◆ Assigned task
Report each line of the entries below that includes "derive".

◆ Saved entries
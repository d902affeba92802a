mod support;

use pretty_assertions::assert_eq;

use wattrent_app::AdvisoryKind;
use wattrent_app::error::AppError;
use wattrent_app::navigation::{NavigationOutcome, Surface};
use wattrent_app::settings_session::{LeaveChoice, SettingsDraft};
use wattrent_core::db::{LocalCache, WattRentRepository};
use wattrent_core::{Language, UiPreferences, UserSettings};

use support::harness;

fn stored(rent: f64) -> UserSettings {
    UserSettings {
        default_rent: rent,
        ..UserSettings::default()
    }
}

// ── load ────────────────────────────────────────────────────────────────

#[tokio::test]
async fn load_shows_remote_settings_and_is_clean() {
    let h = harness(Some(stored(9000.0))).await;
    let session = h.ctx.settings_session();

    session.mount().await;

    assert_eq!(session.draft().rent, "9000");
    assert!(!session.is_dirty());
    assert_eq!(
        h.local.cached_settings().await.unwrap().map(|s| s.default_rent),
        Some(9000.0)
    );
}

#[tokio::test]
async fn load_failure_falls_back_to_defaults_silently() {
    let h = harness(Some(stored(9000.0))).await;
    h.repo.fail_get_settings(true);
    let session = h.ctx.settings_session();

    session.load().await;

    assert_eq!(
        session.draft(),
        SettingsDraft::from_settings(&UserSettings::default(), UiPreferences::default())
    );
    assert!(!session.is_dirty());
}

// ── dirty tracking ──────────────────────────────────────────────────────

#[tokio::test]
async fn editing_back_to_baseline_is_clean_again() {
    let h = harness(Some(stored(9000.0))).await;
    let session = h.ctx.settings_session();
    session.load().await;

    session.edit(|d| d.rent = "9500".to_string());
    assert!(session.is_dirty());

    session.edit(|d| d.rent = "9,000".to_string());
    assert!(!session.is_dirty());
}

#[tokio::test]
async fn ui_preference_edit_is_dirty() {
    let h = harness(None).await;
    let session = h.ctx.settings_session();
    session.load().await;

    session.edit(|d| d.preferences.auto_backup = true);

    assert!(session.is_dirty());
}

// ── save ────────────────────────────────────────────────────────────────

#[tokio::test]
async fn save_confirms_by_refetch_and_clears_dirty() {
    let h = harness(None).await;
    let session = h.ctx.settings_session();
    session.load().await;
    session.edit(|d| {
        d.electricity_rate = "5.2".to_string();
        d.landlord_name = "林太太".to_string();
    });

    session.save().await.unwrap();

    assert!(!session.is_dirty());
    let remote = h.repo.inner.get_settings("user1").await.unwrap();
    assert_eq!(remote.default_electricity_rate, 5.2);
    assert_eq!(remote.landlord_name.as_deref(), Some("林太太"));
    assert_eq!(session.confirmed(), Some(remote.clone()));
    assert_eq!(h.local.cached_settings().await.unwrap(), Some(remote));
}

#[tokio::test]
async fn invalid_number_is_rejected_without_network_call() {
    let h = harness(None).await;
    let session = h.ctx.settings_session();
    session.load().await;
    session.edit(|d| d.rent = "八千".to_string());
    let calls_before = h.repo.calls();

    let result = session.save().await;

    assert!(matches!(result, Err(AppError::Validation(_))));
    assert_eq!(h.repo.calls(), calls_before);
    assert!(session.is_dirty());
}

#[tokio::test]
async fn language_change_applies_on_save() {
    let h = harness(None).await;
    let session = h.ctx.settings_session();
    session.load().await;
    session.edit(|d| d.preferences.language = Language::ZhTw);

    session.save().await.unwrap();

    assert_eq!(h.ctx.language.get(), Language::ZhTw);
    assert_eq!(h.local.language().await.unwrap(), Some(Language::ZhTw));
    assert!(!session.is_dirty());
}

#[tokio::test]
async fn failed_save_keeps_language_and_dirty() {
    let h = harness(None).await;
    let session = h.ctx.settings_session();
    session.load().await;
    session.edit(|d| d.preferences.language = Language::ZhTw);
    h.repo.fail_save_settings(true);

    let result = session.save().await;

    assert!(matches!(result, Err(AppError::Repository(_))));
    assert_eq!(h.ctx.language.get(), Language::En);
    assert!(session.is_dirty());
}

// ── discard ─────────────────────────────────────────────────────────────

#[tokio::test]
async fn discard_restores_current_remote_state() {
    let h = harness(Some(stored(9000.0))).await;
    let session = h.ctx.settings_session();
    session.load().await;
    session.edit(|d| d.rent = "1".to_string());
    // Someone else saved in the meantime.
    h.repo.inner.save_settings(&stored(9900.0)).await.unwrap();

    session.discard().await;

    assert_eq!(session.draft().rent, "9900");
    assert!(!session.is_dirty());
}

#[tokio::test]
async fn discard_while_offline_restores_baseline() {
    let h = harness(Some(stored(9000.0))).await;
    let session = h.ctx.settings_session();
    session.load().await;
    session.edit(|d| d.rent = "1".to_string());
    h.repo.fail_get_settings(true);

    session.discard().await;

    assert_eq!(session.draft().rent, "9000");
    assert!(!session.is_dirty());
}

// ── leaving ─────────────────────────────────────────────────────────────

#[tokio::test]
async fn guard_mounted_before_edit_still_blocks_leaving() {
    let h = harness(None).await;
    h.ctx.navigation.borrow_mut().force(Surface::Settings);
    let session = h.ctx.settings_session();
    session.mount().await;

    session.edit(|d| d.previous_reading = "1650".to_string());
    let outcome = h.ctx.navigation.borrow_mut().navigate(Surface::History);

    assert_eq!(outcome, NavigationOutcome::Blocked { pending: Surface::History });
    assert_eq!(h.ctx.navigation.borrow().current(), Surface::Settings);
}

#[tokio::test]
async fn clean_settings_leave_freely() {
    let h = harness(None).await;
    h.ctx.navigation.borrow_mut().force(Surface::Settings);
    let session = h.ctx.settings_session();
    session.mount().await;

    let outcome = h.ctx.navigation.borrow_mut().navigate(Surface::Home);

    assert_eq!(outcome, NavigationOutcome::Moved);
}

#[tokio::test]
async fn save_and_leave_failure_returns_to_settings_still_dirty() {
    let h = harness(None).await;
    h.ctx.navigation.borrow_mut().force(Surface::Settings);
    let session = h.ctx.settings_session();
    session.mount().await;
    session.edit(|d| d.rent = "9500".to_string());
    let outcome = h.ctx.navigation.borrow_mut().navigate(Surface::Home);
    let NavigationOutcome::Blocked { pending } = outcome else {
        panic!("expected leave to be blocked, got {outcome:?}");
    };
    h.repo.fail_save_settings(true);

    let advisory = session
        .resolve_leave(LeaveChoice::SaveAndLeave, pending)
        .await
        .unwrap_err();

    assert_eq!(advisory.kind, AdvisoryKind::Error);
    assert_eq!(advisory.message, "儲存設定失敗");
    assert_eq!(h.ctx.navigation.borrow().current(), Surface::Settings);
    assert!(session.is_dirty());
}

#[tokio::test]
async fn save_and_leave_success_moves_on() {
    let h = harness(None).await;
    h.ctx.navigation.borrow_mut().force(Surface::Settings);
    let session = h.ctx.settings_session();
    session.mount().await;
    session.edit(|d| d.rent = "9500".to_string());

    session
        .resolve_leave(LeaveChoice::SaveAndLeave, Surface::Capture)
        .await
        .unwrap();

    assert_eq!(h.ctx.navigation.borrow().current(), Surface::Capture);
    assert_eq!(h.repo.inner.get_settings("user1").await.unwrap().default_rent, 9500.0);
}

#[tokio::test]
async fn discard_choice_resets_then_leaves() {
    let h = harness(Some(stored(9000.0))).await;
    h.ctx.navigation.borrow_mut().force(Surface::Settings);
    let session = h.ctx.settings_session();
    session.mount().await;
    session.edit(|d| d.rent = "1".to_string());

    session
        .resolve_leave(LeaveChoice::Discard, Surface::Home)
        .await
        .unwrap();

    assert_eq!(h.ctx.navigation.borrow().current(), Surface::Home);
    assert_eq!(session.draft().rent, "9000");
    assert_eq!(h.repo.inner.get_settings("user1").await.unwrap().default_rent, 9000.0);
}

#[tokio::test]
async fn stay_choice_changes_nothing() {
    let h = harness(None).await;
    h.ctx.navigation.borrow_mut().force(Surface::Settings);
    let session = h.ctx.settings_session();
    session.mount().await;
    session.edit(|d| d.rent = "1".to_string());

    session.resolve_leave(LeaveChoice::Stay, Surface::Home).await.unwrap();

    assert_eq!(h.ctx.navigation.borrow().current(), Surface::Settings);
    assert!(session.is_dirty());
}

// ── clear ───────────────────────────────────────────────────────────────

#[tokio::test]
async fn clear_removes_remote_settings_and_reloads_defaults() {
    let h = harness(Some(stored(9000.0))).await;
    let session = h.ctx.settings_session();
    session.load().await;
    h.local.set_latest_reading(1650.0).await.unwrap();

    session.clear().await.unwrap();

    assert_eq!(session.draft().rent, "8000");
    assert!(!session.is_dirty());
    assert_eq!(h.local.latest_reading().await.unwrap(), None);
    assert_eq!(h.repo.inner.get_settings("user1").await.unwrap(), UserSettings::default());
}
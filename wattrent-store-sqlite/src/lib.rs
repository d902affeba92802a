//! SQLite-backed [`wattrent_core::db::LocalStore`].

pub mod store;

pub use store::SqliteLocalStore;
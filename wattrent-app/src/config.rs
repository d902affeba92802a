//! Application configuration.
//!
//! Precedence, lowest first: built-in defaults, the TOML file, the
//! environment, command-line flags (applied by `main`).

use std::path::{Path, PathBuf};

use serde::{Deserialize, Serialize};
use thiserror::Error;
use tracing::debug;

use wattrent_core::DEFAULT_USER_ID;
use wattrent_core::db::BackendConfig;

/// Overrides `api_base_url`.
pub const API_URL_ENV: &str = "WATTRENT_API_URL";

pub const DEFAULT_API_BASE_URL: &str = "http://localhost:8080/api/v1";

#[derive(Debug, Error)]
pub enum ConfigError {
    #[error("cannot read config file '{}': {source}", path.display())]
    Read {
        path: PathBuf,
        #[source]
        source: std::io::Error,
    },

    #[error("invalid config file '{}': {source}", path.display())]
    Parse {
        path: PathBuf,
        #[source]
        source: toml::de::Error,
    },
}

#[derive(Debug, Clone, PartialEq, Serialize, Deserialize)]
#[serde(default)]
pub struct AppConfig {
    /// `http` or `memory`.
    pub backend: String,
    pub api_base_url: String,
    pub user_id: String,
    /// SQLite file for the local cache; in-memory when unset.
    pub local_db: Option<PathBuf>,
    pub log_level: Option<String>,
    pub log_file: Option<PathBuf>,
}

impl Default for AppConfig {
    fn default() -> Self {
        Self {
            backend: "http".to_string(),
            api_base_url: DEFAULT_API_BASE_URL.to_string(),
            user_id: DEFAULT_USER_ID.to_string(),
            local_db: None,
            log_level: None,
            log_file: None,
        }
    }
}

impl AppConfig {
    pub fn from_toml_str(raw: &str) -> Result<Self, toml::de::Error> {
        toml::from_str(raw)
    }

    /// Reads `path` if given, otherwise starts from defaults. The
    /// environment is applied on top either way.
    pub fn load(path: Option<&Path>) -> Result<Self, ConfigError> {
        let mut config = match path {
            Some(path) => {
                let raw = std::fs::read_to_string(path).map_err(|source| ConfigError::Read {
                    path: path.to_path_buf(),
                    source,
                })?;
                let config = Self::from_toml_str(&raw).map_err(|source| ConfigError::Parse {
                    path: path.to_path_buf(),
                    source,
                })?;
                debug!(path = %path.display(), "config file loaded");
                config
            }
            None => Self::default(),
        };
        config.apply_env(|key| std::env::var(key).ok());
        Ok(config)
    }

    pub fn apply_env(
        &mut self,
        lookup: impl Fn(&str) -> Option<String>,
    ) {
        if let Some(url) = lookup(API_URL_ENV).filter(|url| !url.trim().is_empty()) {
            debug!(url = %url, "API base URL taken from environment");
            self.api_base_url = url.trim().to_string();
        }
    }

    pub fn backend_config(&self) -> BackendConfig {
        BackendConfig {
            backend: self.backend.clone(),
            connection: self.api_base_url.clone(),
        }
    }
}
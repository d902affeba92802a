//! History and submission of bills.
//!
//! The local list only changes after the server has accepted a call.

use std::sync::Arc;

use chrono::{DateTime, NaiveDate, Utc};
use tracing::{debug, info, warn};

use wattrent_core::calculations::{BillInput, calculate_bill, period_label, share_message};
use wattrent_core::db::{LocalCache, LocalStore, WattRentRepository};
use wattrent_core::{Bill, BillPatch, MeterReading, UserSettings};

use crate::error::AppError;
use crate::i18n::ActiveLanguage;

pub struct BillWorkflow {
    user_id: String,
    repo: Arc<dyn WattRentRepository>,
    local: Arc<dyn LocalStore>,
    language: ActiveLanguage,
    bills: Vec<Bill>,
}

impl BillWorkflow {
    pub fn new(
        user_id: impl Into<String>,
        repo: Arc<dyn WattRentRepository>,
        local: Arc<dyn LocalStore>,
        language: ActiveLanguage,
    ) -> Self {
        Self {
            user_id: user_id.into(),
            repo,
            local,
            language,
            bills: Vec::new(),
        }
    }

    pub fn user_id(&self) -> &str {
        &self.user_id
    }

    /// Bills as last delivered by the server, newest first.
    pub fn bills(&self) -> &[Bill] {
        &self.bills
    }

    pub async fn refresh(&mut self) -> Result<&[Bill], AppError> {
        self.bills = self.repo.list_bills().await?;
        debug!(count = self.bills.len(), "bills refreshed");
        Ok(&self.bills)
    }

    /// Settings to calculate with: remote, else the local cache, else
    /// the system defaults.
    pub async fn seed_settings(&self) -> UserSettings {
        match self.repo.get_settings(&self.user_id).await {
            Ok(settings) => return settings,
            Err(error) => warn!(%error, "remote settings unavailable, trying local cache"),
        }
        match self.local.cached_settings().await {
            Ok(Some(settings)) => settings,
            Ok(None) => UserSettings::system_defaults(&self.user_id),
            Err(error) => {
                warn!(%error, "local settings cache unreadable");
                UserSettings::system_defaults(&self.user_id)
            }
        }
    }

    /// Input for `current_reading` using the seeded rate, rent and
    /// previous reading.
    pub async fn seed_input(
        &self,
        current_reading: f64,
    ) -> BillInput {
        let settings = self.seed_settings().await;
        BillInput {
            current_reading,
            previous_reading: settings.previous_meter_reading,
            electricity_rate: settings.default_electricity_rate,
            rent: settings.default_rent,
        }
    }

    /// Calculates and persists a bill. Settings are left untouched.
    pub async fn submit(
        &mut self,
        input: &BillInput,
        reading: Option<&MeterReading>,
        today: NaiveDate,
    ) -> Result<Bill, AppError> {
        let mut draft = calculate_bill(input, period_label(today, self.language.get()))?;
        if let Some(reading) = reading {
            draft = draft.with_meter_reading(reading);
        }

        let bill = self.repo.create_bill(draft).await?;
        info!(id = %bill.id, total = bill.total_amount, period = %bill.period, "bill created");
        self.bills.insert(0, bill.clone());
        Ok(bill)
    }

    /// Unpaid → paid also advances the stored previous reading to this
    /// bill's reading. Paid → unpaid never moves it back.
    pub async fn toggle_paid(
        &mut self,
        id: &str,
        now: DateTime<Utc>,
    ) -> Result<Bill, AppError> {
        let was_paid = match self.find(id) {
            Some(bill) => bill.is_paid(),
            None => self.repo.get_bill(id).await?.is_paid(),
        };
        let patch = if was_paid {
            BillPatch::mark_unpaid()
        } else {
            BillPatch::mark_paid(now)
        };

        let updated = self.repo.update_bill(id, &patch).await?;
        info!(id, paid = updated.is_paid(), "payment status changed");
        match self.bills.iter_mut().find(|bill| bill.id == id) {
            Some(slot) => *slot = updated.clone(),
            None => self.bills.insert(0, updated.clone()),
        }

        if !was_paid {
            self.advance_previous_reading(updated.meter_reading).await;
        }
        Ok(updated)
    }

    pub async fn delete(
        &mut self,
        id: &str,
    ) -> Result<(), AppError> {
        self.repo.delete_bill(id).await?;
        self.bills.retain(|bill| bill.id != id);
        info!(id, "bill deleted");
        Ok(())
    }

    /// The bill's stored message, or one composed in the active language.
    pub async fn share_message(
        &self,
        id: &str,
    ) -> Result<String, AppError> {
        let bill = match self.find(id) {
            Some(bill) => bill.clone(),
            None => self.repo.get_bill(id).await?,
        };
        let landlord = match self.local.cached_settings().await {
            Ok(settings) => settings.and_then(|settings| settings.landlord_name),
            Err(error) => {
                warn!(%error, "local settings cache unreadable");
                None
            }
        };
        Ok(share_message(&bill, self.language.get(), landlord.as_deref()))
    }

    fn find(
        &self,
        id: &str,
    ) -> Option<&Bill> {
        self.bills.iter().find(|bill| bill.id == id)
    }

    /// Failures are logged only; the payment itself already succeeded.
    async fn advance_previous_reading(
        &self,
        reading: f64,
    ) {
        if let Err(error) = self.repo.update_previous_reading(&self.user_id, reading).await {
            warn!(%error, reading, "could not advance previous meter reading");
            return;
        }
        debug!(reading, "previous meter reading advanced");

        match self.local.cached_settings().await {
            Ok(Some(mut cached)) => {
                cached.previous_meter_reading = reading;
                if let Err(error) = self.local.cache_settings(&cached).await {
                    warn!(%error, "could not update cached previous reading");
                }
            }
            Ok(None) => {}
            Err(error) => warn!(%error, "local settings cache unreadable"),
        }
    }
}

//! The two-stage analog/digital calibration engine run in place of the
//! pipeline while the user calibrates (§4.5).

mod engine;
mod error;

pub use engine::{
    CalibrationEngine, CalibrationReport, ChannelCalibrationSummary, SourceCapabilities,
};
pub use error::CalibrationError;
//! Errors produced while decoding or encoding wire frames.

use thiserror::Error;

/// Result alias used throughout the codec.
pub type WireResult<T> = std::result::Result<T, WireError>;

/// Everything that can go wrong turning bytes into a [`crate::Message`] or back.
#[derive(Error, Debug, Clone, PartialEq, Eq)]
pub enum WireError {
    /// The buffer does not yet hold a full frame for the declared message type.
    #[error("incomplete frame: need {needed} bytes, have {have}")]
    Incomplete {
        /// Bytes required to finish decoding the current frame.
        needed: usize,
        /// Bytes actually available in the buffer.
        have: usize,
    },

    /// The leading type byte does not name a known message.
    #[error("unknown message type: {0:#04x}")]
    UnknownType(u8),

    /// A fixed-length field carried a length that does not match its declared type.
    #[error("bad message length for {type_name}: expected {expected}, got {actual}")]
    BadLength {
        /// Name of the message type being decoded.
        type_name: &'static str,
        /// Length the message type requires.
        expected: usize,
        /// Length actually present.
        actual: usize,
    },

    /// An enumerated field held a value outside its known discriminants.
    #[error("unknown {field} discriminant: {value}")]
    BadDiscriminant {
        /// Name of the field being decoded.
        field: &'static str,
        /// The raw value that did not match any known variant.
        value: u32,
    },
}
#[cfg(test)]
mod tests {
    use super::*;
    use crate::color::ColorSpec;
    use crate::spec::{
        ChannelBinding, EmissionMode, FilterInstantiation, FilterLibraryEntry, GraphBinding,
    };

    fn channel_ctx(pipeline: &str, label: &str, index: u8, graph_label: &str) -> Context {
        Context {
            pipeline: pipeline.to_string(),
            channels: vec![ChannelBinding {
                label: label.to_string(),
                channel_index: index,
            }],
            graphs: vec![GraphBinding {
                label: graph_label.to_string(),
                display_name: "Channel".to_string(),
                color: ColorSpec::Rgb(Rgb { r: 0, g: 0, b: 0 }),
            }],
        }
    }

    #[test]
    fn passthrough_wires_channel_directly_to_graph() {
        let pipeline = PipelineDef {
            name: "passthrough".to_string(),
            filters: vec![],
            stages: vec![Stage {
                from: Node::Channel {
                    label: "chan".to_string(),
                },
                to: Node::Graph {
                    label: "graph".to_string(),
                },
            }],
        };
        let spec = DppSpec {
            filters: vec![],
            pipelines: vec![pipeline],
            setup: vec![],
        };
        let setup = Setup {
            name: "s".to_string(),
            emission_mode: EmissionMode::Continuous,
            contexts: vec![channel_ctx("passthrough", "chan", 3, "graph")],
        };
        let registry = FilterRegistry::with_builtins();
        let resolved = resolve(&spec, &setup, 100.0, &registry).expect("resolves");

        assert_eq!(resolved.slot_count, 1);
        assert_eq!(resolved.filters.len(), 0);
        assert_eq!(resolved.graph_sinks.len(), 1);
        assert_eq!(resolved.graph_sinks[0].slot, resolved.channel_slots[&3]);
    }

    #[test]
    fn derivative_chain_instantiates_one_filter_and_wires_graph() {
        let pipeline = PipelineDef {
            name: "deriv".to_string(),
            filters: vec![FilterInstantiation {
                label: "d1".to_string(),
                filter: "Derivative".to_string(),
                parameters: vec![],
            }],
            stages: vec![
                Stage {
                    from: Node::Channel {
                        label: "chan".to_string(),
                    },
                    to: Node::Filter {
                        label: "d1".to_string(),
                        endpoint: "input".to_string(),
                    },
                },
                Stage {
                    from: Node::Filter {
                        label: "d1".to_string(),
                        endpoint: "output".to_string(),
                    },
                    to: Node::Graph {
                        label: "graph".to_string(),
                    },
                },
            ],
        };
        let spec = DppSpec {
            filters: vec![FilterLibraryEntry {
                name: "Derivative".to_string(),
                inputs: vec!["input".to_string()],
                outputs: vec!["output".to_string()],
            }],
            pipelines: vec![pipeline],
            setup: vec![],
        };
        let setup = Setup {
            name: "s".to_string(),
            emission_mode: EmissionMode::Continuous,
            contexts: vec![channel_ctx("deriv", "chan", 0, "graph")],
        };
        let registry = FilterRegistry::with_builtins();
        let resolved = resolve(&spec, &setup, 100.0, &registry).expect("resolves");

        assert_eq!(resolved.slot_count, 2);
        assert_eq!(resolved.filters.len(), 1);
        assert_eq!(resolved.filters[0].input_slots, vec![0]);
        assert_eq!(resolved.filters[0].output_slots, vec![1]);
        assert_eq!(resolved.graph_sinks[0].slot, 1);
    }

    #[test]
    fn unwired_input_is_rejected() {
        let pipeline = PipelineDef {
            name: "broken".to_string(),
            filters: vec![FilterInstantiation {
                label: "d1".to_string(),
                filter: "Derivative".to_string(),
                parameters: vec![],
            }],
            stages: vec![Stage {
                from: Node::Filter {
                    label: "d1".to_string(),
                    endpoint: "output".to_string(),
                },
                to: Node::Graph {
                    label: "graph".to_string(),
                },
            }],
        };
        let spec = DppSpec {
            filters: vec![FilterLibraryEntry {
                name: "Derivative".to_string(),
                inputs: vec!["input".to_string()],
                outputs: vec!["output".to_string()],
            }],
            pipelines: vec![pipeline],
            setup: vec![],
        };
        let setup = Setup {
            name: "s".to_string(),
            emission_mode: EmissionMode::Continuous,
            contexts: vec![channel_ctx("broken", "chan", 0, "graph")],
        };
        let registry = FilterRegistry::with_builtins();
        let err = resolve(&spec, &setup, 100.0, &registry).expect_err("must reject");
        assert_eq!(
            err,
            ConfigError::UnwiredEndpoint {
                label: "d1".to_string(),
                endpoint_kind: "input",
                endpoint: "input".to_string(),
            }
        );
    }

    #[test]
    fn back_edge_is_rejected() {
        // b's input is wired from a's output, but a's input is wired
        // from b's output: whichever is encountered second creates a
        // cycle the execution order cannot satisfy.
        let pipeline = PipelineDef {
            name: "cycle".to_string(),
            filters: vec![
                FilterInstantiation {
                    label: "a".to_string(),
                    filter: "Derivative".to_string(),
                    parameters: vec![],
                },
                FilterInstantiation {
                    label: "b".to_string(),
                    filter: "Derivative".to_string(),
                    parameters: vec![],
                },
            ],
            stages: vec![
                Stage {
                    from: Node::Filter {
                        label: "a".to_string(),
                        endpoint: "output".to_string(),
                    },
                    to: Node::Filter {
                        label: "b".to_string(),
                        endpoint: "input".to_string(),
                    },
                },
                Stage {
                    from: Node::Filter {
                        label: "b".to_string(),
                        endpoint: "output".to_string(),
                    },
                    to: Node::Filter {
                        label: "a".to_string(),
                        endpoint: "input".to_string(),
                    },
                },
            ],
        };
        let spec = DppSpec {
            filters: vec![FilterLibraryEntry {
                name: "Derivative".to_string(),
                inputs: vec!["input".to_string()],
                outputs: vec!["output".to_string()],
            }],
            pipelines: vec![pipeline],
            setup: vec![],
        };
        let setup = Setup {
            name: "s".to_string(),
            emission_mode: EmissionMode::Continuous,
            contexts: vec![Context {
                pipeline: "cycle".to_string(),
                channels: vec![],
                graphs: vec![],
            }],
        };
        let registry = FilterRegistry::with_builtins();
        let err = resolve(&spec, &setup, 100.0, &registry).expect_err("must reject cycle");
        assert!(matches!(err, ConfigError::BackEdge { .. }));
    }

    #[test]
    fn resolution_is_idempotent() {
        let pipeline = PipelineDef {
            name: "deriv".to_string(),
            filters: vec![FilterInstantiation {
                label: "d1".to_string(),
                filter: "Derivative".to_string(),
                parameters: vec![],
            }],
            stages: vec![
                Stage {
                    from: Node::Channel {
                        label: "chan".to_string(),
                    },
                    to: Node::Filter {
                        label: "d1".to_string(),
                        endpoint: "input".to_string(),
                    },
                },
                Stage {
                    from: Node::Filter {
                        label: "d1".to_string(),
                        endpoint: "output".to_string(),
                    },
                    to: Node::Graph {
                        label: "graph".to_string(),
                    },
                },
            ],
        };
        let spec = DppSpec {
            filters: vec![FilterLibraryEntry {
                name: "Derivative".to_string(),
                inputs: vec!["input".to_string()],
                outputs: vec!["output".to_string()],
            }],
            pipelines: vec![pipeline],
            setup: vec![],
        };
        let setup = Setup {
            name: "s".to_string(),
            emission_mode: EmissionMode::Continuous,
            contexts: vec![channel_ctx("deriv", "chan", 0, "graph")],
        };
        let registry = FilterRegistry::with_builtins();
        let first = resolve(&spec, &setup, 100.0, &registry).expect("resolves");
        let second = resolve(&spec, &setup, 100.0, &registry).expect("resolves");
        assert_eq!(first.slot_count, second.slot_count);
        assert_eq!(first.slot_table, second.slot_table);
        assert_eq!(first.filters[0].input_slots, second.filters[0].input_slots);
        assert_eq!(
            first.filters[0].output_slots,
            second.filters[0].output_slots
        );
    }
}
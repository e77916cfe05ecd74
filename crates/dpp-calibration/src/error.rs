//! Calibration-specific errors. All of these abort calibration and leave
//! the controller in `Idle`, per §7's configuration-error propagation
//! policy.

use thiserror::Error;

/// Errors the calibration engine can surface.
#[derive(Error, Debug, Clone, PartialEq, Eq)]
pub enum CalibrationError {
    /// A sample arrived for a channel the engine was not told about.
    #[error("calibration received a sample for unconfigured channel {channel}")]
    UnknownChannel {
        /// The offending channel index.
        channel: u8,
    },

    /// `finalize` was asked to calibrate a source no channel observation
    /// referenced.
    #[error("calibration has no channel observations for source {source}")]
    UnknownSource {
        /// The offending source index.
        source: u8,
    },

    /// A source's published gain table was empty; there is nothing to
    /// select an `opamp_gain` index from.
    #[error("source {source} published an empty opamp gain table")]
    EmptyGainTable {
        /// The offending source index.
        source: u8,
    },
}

◆ Task output
#[derive(Debug, Error)]
#[derive(Debug, Clone, PartialEq, Serialize, Deserialize)]
#[derive(Error, Debug, Clone, PartialEq, Eq)]
#[derive(Error, Debug, Clone, PartialEq, Eq)]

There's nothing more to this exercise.